SLOGANS

Our major obligation is not to
mistake slogans for solutions.
Edward R. Murrow

David Cameron made the headlines not long ago because he refused to wear a t-shirt proclaiming: THIS IS WHAT A FEMINIST LOOKS LIKE.  I have no problem with his refusing to wear a slogan like that, because it is just a bunch of words that are meaningless until you act on them.

 

I wonder if people realize that a statement means nothing unless is indicates an action.   Wearing a sentence doesn’t make it happen.  I think we should pass a law that forces you to stand by what you say.  For example, if you are wearing a t shirt that says WELL BEHAVED WOMEN RARELY MAKE HISTORY you better get naughty or no one will believe in you anymore.

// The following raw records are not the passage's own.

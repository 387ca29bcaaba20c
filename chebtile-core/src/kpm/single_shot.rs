//! Single-shot longitudinal dc conductivity.
//!
//! For every job `(E, γ, preserve, M)` and every random vector `|φ₀⟩`:
//!
//! ```text
//! |φ⟩    = V₀ |φ₀⟩
//! |L⟩    = V₁ Σₙ<M wₙ Tₙ(H) |φ⟩        ghosts zeroed
//! |R⟩    =    Σₙ<M wₙ Tₙ(H) |φ₀⟩
//! σ     += running mean of ⟨L|R⟩
//! ```
//!
//! with `wₙ = Im green(n, +1, E + iγ) / (1 + [n = 0])`. The domain averages
//! are summed across domains at the end and scaled by
//! `−2 · spin degeneracy · orbitals / unit cell area`.

use std::ops::Range;
use std::sync::Arc;

use num_complex::Complex64;
use rand::Rng;
use rand::SeedableRng;
use rand_xoshiro::Xoshiro256PlusPlus;
use serde::{Deserialize, Serialize};
use tracing::{debug, info};

use super::average::RunningAverage;
use super::green::moment_weight;
use super::halo::HaloExchange;
use super::hamiltonian::{DisorderedHamiltonian, PristineHamiltonian, ZeroPristine};
use super::vector::KpmVector;
use crate::defect::{ConflictTable, DefectMotif, VacancyMap};
use crate::error::TransportError;
use crate::lattice::{LatticeGeometry, LatticeIndexer};
use crate::store::HierarchicalStore;
use crate::sync::{DomainContext, DomainPool, SharedSection};

/// States per orbital.
pub const SPIN_DEGENERACY: usize = 1;

/// One point of the conductivity curve.
#[derive(Debug, Clone, Copy, PartialEq, Serialize, Deserialize)]
pub struct SingleShotJob {
    /// Energy in units of the energy scale, inside `(-1, 1)`.
    pub energy: f64,
    /// Broadening in units of the energy scale.
    pub gamma: f64,
    /// Reuse the current realization instead of drawing a new one.
    pub preserve_disorder: bool,
    /// Chebyshev moments.
    pub moments: usize,
}

/// Configuration of a single-shot run.
#[derive(Debug, Clone, PartialEq, Serialize, Deserialize)]
#[serde(default)]
pub struct SingleShotConfig {
    /// Factor converting rescaled energies back to physical units.
    pub energy_scale: f64,
    /// Points of the conductivity curve.
    pub jobs: Vec<SingleShotJob>,
    /// Axes of the two velocity legs, e.g. `"x,x"`.
    pub directions: String,
    /// Random vectors per realization and job.
    pub num_random: usize,
    /// Disorder realizations.
    pub num_disorder: usize,
    /// Dataset the table is written to.
    pub label: String,
    /// Split the moment loop into this many segments and log an estimate
    /// after each. 1 disables the diagnostic.
    pub convergence_segments: usize,
    /// Seed of the per-domain random streams.
    pub seed: u64,
}
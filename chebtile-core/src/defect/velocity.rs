//! Generalized velocity weights of defect bonds.
//!
//! The generalized velocity along axes `c_1 … c_k` multiplies every hopping
//! by `Π_j dr[c_j]`, where `dr` is the bond vector including the orbital
//! offsets. Each requested operator lives in its own slot.

use super::engine::DisorderPlacementEngine;
use super::phase::bond_vector;

/// Per-slot weights of the local motif bonds and of the received border bonds.
#[derive(Debug, Clone, Default, PartialEq)]
pub struct VelocityTable {
    local: Vec<Vec<f64>>,
    border: Vec<Vec<f64>>,
}

impl VelocityTable {
    /// Number of slots built so far.
    pub fn slots(&self) -> usize {
        self.local.len()
    }

    /// Weights of the motif bonds in `slot`.
    #[inline]
    pub fn local(&self, slot: usize) -> &[f64] {
        &self.local[slot]
    }

    /// Weights of the border bonds in `slot`.
    #[inline]
    pub fn border(&self, slot: usize) -> &[f64] {
        &self.border[slot]
    }
}

fn weight(dr: &nalgebra::DVector<f64>, components: &[usize]) -> f64 {
    components.iter().map(|&c| dr[c]).product()
}

impl DisorderPlacementEngine {
    /// Builds the velocity weights along `components` into `slot`.
    ///
    /// Motif bonds are measured at the domain center. Border bonds use their
    /// own endpoints, so this must run after every
    /// [`generate_disorder`](Self::generate_disorder). Building an existing
    /// slot again overwrites it.
    ///
    /// # Panics
    ///
    /// Panics if `slot` skips past the next free slot, or if a component is
    /// not an axis of the lattice.
    pub fn build_velocity(&mut self, components: &[usize], slot: usize) {
        let slots = self.velocity.slots();
        assert!(slot <= slots, "velocity slot {slot} requested, next free slot is {slots}");

        let geometry = self.indexer.geometry();
        assert!(
            components.iter().all(|&c| c < geometry.dim()),
            "velocity components {components:?} outside a {}-dimensional lattice",
            geometry.dim()
        );
        let layout = self.indexer.local_layout();
        let center = self.indexer.center() as isize;

        let local = self
            .motif
            .bonds()
            .iter()
            .map(|bond| {
                let head = layout.site((center + self.offsets[bond.from]) as usize);
                let tail = layout.site((center + self.offsets[bond.to]) as usize);
                weight(&bond_vector(geometry, &head, &tail), components)
            })
            .collect();

        let border = self
            .border
            .bonds
            .iter()
            .map(|bond| {
                let head = layout.site(bond.target);
                let tail = layout.site(bond.source);
                weight(&bond_vector(geometry, &head, &tail), components)
            })
            .collect();

        if slot == slots {
            self.velocity.local.push(local);
            self.velocity.border.push(border);
        } else {
            self.velocity.local[slot] = local;
            self.velocity.border[slot] = border;
        }
    }
}
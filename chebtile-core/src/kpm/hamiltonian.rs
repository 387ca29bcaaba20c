//! The Hamiltonian of one domain: pristine part plus placed defects.
//!
//! # Tile sweep
//!
//! A multiply walks the tiles in order. Each tile is initialized, receives
//! the pristine terms, then the defects anchored in it:
//!
//! ```text
//! for tile in 0..tiles:
//!     init(tile)            MULT = 0: out = 0      MULT = 1: out = -out
//!     pristine(tile)        out += (MULT + 1) · H₀ · in
//!     defects(tile)         out += (MULT + 1) · H_d · in
//!     zero vacancies(tile)
//! border terms, then vacancies hit from a higher tile
//! ```
//!
//! A defect anchored in tile `i` can write into tile `j > i` before `j` is
//! swept. Such tiles are listed in [`CrossMosaicFlags`]; they are initialized
//! once before the sweep and skipped by it, so the early write survives.

use std::sync::Arc;

use num_complex::Complex64;
use rand::Rng;
use tracing::debug;

use super::halo::HaloExchange;
use super::vector::KpmVector;
use crate::defect::{ConflictTable, CrossMosaicFlags, DefectMotif, DisorderPlacementEngine, VacancyMap};
use crate::error::{MotifError, PlacementError};
use crate::lattice::LatticeIndexer;
use crate::sync::{DomainContext, SharedSection};

/// The disorder-free part of the Hamiltonian.
///
/// Both methods accumulate into `out` for the sites of one tile and may read
/// `inp` anywhere in the ghost-inclusive buffer.
pub trait PristineHamiltonian: Send {
    /// `out[s] += coefficient · (H₀ · inp)[s]` for every `s` in `sites`.
    fn multiply_tile(&self, sites: &[usize], coefficient: f64, out: &mut [Complex64], inp: &[Complex64]);

    /// `out[s] += (V₀ · inp)[s]` with the velocity built into `slot`.
    fn velocity_tile(&self, sites: &[usize], slot: usize, out: &mut [Complex64], inp: &[Complex64]);

    /// Prepares the velocity along `components` in `slot`.
    fn build_velocity(&mut self, _components: &[usize], _slot: usize) {}
}

/// A pristine Hamiltonian that is identically zero.
#[derive(Debug, Clone, Copy, Default, PartialEq, Eq)]
pub struct ZeroPristine;

impl PristineHamiltonian for ZeroPristine {
    fn multiply_tile(&self, _: &[usize], _: f64, _: &mut [Complex64], _: &[Complex64]) {}

    fn velocity_tile(&self, _: &[usize], _: usize, _: &mut [Complex64], _: &[Complex64]) {}
}

/// Pristine operator, defect engines and vacancies of one domain.
#[derive(Debug)]
pub struct DisorderedHamiltonian<P> {
    indexer: Arc<LatticeIndexer>,
    pristine: P,
    engines: Vec<DisorderPlacementEngine>,
    vacancies: VacancyMap,
    mosaic: CrossMosaicFlags,
}

impl<P: PristineHamiltonian> DisorderedHamiltonian<P> {
    /// One placement engine per motif.
    ///
    /// # Errors
    ///
    /// Fails if a motif does not fit the lattice.
    pub fn new(
        indexer: Arc<LatticeIndexer>,
        pristine: P,
        motifs: &[DefectMotif],
        vacancies: VacancyMap,
    ) -> Result<Self, MotifError> {
        let engines = motifs
            .iter()
            .map(|motif| DisorderPlacementEngine::new(motif.clone(), Arc::clone(&indexer)))
            .collect::<Result<Vec<_>, _>>()?;
        let mosaic = CrossMosaicFlags::new(indexer.tile_count());

        Ok(Self {
            indexer,
            pristine,
            engines,
            vacancies,
            mosaic,
        })
    }

    /// Domain index conversion.
    pub fn indexer(&self) -> &LatticeIndexer {
        &self.indexer
    }

    /// Placement engines, in motif order.
    pub fn engines(&self) -> &[DisorderPlacementEngine] {
        &self.engines
    }

    /// Vacant sites of the domain.
    pub fn vacancies(&self) -> &VacancyMap {
        &self.vacancies
    }

    /// Tiles kept out of the sweep initialization this realization.
    pub fn mosaic(&self) -> &CrossMosaicFlags {
        &self.mosaic
    }

    /// Draws a new realization for every motif.
    ///
    /// Collective. Every engine runs its full protocol even after an earlier
    /// one failed; the first error is returned.
    pub fn generate_disorder<R: Rng + ?Sized>(
        &mut self,
        ctx: &DomainContext<'_>,
        table: &SharedSection<ConflictTable>,
        rng: &mut R,
    ) -> Result<(), PlacementError> {
        self.mosaic.reset();
        let mut first = Ok(());
        for engine in &mut self.engines {
            let result = engine.generate_disorder(ctx, table, &self.vacancies, &mut self.mosaic, rng);
            if first.is_ok() {
                first = result;
            }
        }
        debug!(domain = ctx.id(), crossed = self.mosaic.crossed().len(), "disorder realized");
        first
    }

    /// Builds the velocity along `components` into `slot`, pristine and defects.
    pub fn build_velocity(&mut self, components: &[usize], slot: usize) {
        self.pristine.build_velocity(components, slot);
        for engine in &mut self.engines {
            engine.build_velocity(components, slot);
        }
    }

    #[inline]
    fn initialize<const MULT: usize>(sites: &[usize], out: &mut [Complex64]) {
        for &site in sites {
            out[site] = if MULT == 0 { Complex64::new(0.0, 0.0) } else { -out[site] };
        }
    }

    /// `out = H · inp` (`MULT = 0`) or `out = 2 H · inp − out` (`MULT = 1`).
    ///
    /// Only the interior of `out` is meaningful afterwards.
    pub fn multiply<const MULT: usize>(&self, out: &mut [Complex64], inp: &[Complex64]) {
        const { assert!(MULT < 2, "the recursion only uses MULT = 0 or 1") };
        let coefficient = (MULT + 1) as f64;

        for &tile in self.mosaic.crossed() {
            Self::initialize::<MULT>(self.indexer.tile_sites(tile), out);
        }

        for tile in 0..self.indexer.tile_count() {
            let sites = self.indexer.tile_sites(tile);
            if self.mosaic.may_initialize(tile) {
                Self::initialize::<MULT>(sites, out);
            }
            self.pristine.multiply_tile(sites, coefficient, out, inp);
            for engine in &self.engines {
                engine.multiply_defect::<MULT, false>(tile, out, inp, 0);
            }
            self.vacancies.zero_tile(tile, out);
        }

        for engine in &self.engines {
            engine.multiply_broken_defect::<MULT, false>(out, inp, 0);
        }
        self.zero_conflicting_vacancies(out);
    }

    /// `out = V · inp` with the velocity in `slot`.
    pub fn velocity(&self, out: &mut [Complex64], inp: &[Complex64], slot: usize) {
        out.fill(Complex64::new(0.0, 0.0));

        for tile in 0..self.indexer.tile_count() {
            let sites = self.indexer.tile_sites(tile);
            self.pristine.velocity_tile(sites, slot, out, inp);
            for engine in &self.engines {
                engine.multiply_defect::<0, true>(tile, out, inp, slot);
            }
            self.vacancies.zero_tile(tile, out);
        }

        for engine in &self.engines {
            engine.multiply_broken_defect::<0, true>(out, inp, slot);
        }
        self.zero_conflicting_vacancies(out);
    }

    fn zero_conflicting_vacancies(&self, out: &mut [Complex64]) {
        for engine in &self.engines {
            for handoff in engine.tile_conflicts() {
                self.vacancies.zero_if_vacant(handoff.site, out);
            }
        }
    }

    /// One Chebyshev step on `phi`, followed by a ghost refresh.
    ///
    /// `step = 0` computes `T₁ = H T₀`; later steps compute
    /// `T(n+1) = 2 H T(n) − T(n-1)`. Collective through the exchange.
    pub fn cheb_iteration(&self, ctx: &DomainContext<'_>, halo: &HaloExchange, phi: &mut KpmVector, step: usize) {
        let (next, current) = phi.next_and_current();
        if step == 0 {
            self.multiply::<0>(next, current);
        } else {
            self.multiply::<1>(next, current);
        }
        phi.advance();
        phi.exchange_boundaries(ctx, halo, &self.indexer);
    }
}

I have always loved: THE EASIEST WAY TO GET A HEALTHY BODY IS TO MARRY ONE because it gives me an excuse to have flabby arms and a sagging bum. If anyone sees me in that t-shirt, I always say, “That’s why I’m single.”

I am being an honest woman just like my mother said I should be.

Now you take the slogan: IF WOMEN WERE REALLY LIBERATED, WHO WOULD DO THE DISHES?  The only women that should wear that one are female executives who get up at 6 in the morning to pack the kids’ lunches and make a hearty breakfast for the family, rush off to the office to do important things and then, at five o’clock, slip off the high heels, don the sensible oxfords and drive to the supermarket to buy dinner.  They hurry home, run the vacuum as they rush upstairs to change into something comfortable and loose enough to handle pots and pans, dash downstairs, create a gourmet feast for everyone, light the candles rearrange the flowers on the table and call “Dinner’s ready.”  Yes sir. That is THE t- shirt for them.

Their husbands and children should bow down to these heroines of the modern world and present them with shirts that say MOTHERS ARE MIRACLE WORKERS.

If you wear a t-shirt that says: I DON’T NEED YOUR ATTITUDE, I HAVE MY OWN you better have a smart mouth on you.  Someone dressed in a shirt like that is telling everyone, “Watch out!  I don’t take garbage from anyone.”   Yet invariably, the person sporting that kind of slogan will be a skinny five-foot failed football player.  Doesn’t he realize he is wearing a lie?

I am a woman of a certain age and I am sick of people giving me t-shirts that shout things like I AM ONE HOT COOKIE because I am not, anymore (if I ever was..but that is another  story.)  And what about AGE IS JUST A NUMBER. No, it isn’t .  It is an accomplishment.

I have been shopping for a t-shirt that tells all you youngsters why I stay out late at night and don’t take good care of my liver and I finally found the perfect one: YOU CAN LIVE TO BE 100 IF YOU GIVE UP ALL THE THINGS THAT MAKE YOU WANT TO LIVE TO BE 100.

I bought it without even looking at the price.  I wear it when I go to the pub and I admit I flaunt it when I pass the gym and see those wild-eyed, determined people sweating it out on their stationary bikes.  “See this?”  I say as I stick out my chest and lap up my chocolate ice-cream cone. “I have discovered truth.”